Благодаря избыточному использованию причастий синтаксическая структура приобретает неоднозначность, но в целом описывает следующую ситуацию: кариатида на фасаде дворца, стоящего на кромке воды, наблюдает совокупляющихся птиц, которые напоминают сразу три вещи – гипсовый слепок пальмовой ветви, неразличимую (или непонятную) римскую цифру и две рифмующиеся строчки в рукописи.
Кроме кариатиды, есть, конечно, повествователь, наблюдающий за голубями. Их совокупление, как символ жизненной силы, контрастирует с его собственным физическим состоянием. Головная боль в начале стихотворения сочетается со «скукожившейся резиной легких», сюда же можно добавить «бурый кирпич, подверженный дерматиту». Дерматит, тип воспаления кожи, отсылает к разрушению стены и превращению ее в руину – этот образ неоднократно встречается в стихах Бродского и метафорически связан с разрушительной болезнью, особенно сердца, как, например, в стихотворении 1989 года «Fin de Siècle»:
При чтении стихотворения «С натуры», с его очень личным описанием физического состояния лирического героя, данным на фоне венецианского пейзажа, трудно избавиться от ощущения, что это своего рода поэтическое завещание. Почти сверхъестественное предчувствие близкой смерти, которое передано через типичное для Бродского переключение стилистических регистров, от библейских аллюзий («допотопных», «падающие плоды», «земного рая») до разговорных замечаний: «Если есть другая / жизнь, кто-то в ней занят сбором / этих вещей.
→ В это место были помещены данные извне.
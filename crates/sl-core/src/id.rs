use std::fmt;

use serde::{Deserialize, Serialize};

macro_rules! string_id {
    ($(#[$meta:meta])* $name:ident) => {
        $(#[$meta])*
        #[derive(Debug, Clone, PartialEq, Eq, PartialOrd, Ord, Hash, Serialize, Deserialize)]
        #[serde(transparent)]
        pub struct $name(String);

        impl $name {
            /// Wrap an identifier as-is. Use [`slugify`] to derive one from a display name.
            pub fn new(id: impl Into<String>) -> Self {
                Self(id.into())
            }

            /// Borrow the identifier text.
            pub fn as_str(&self) -> &str {
                &self.0
            }
        }

        impl fmt::Display for $name {
            fn fmt(&self, f: &mut fmt::Formatter<'_>) -> fmt::Result {
                f.write_str(&self.0)
            }
        }

        impl From<&str> for $name {
            fn from(s: &str) -> Self {
                Self(s.to_string())
            }
        }
    };
}

string_id!(
    /// Identifier of a scene, e.g. `office`.
    SceneId
);
string_id!(
    /// Identifier of an item, e.g. `brass_key`.
    ItemId
);
string_id!(
    /// Identifier of a character, e.g. `informant`.
    CharacterId
);
string_id!(
    /// Identifier of a dialogue node, unique within one character's graph.
    NodeId
);

impl NodeId {
    /// The id every dialogue graph uses for its root node.
    pub fn root() -> Self {
        Self("root".to_string())
    }
}

/// Derive an identifier from a display name.
///
/// Lower-cases the name and collapses every run of non-alphanumeric
/// characters into a single `_`, trimming underscores at both ends.
pub fn slugify(name: &str) -> String {
    let mut slug = String::with_capacity(name.len());
    let mut pending_sep = false;
    for c in name.chars() {
        if c.is_alphanumeric() {
            if pending_sep && !slug.is_empty() {
                slug.push('_');
            }
            pending_sep = false;
            slug.extend(c.to_lowercase());
        } else {
            pending_sep = true;
        }
    }
    slug
}

#[cfg(test)]
mod tests {
    use super::*;

    #[test]
    fn slugify_collapses_separators() {
        assert_eq!(slugify("Brass Key"), "brass_key");
        assert_eq!(slugify("  The Old--Chest! "), "the_old_chest");
        assert_eq!(slugify("Dr. Watson"), "dr_watson");
    }

    #[test]
    fn slugify_keeps_digits() {
        assert_eq!(slugify("Room 101"), "room_101");
    }

    #[test]
    fn ids_display_their_text() {
        assert_eq!(ItemId::new("key").to_string(), "key");
        assert_eq!(NodeId::root().as_str(), "root");
    }
}

#[cfg(test)]
mod proptests {
    use super::*;
    use proptest::prelude::*;

    proptest! {
        #[test]
        fn slugs_are_stable(name in "[A-Za-z0-9 ._'-]{0,24}") {
            let slug = slugify(&name);
            prop_assert_eq!(slugify(&slug), slug.clone());
            prop_assert!(!slug.starts_with('_') && !slug.ends_with('_'));
            prop_assert!(!slug.contains("__"));
        }
    }
}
Полагаю, в скором / времени я это выясню». Венеция, принявшая облик «земного рая», место, где «столько /пролито семени, слез восторга / и вина», становится местом, где он предчувствует близкий конец.
В том же духе завещания стихотворение развивает два отличительных приема поэтики Бродского: изобретательную рифмовку и усложнение синтаксической структуры. Длинный и запутанный синтаксис строк, которые описывают лирическую ситуацию, развертывается с 17-го стиха, начиная с утверждения лирического героя «Здесь <…> я стою». Последующая часть насыщена анжамбеманами, эпитетами и подчиненными предложениями, прерываясь в строке 27 точкой, которая задает начало следующей синтаксической структуры, наполненной причастиями и растянутой на последние 13 строк. Синтаксическая сложность контрастирует с регулярностью рифмы в двустишиях. Два этих стилеобразующих элемента создают эффект чтения стихотворения задыхающимся голосом (синтаксис) с явно слышимыми ударами сердца (рифма). Это типичные рифмы Бродского, изобретательно уходящего от грамматического принципа рифмовки, и, даже если финальную рифму стихотворения нельзя назвать неожиданной, очевидно, что для поэта чрезвычайно значимо в конце срифмовать «римской» и «рифмой». С помощью этих пронзительных двустиший Бродский проецирует образ стареющего лирического героя на воды Венеции, используя образы жизни и смерти, возвращающие метафору Венеции как бытийной полноты, которая «насквозь двусмысленна».